=== Given entries ===
use crate::domain::Domain;
use crate::error::Result;
use crate::geometry::BooleanOp;
use crate::kernel::MeshKernel;
use crate::registry::ShapeId;

use super::engine::pairwise_execute;

/// Computes the boolean union of two shapes.
pub struct Union {
    shape_a: ShapeId,
    shape_b: ShapeId,
}

impl Union {
    /// Creates a new `Union` operation.
    #[must_use]
    pub fn new(shape_a: ShapeId, shape_b: ShapeId) -> Self {
        Self { shape_a, shape_b }
    }

    /// Executes the union, replacing both inputs with the result.
    ///
    /// # Errors
    ///
    /// Returns `CsgError::EmptyResult` if the union encloses no area, or an
    /// error if either id is unknown or the mesh layer rejects the operation.
    pub fn execute<K: MeshKernel>(&self, domain: &mut Domain<K>) -> Result<ShapeId> {
        pairwise_execute(domain, self.shape_a, self.shape_b, BooleanOp::Union)
    }
}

=== Problem ===
Please set down again, word for word, only the lines from the start of the entries through the line with "Creates a new", both ends included.

=== Response for this exercise ===
use crate::domain::Domain;
use crate::error::Result;
use crate::geometry::BooleanOp;
use crate::kernel::MeshKernel;
use crate::registry::ShapeId;

use super::engine::pairwise_execute;

/// Computes the boolean union of two shapes.
pub struct Union {
    shape_a: ShapeId,
    shape_b: ShapeId,
}

impl Union {
    /// Creates a new `Union` operation.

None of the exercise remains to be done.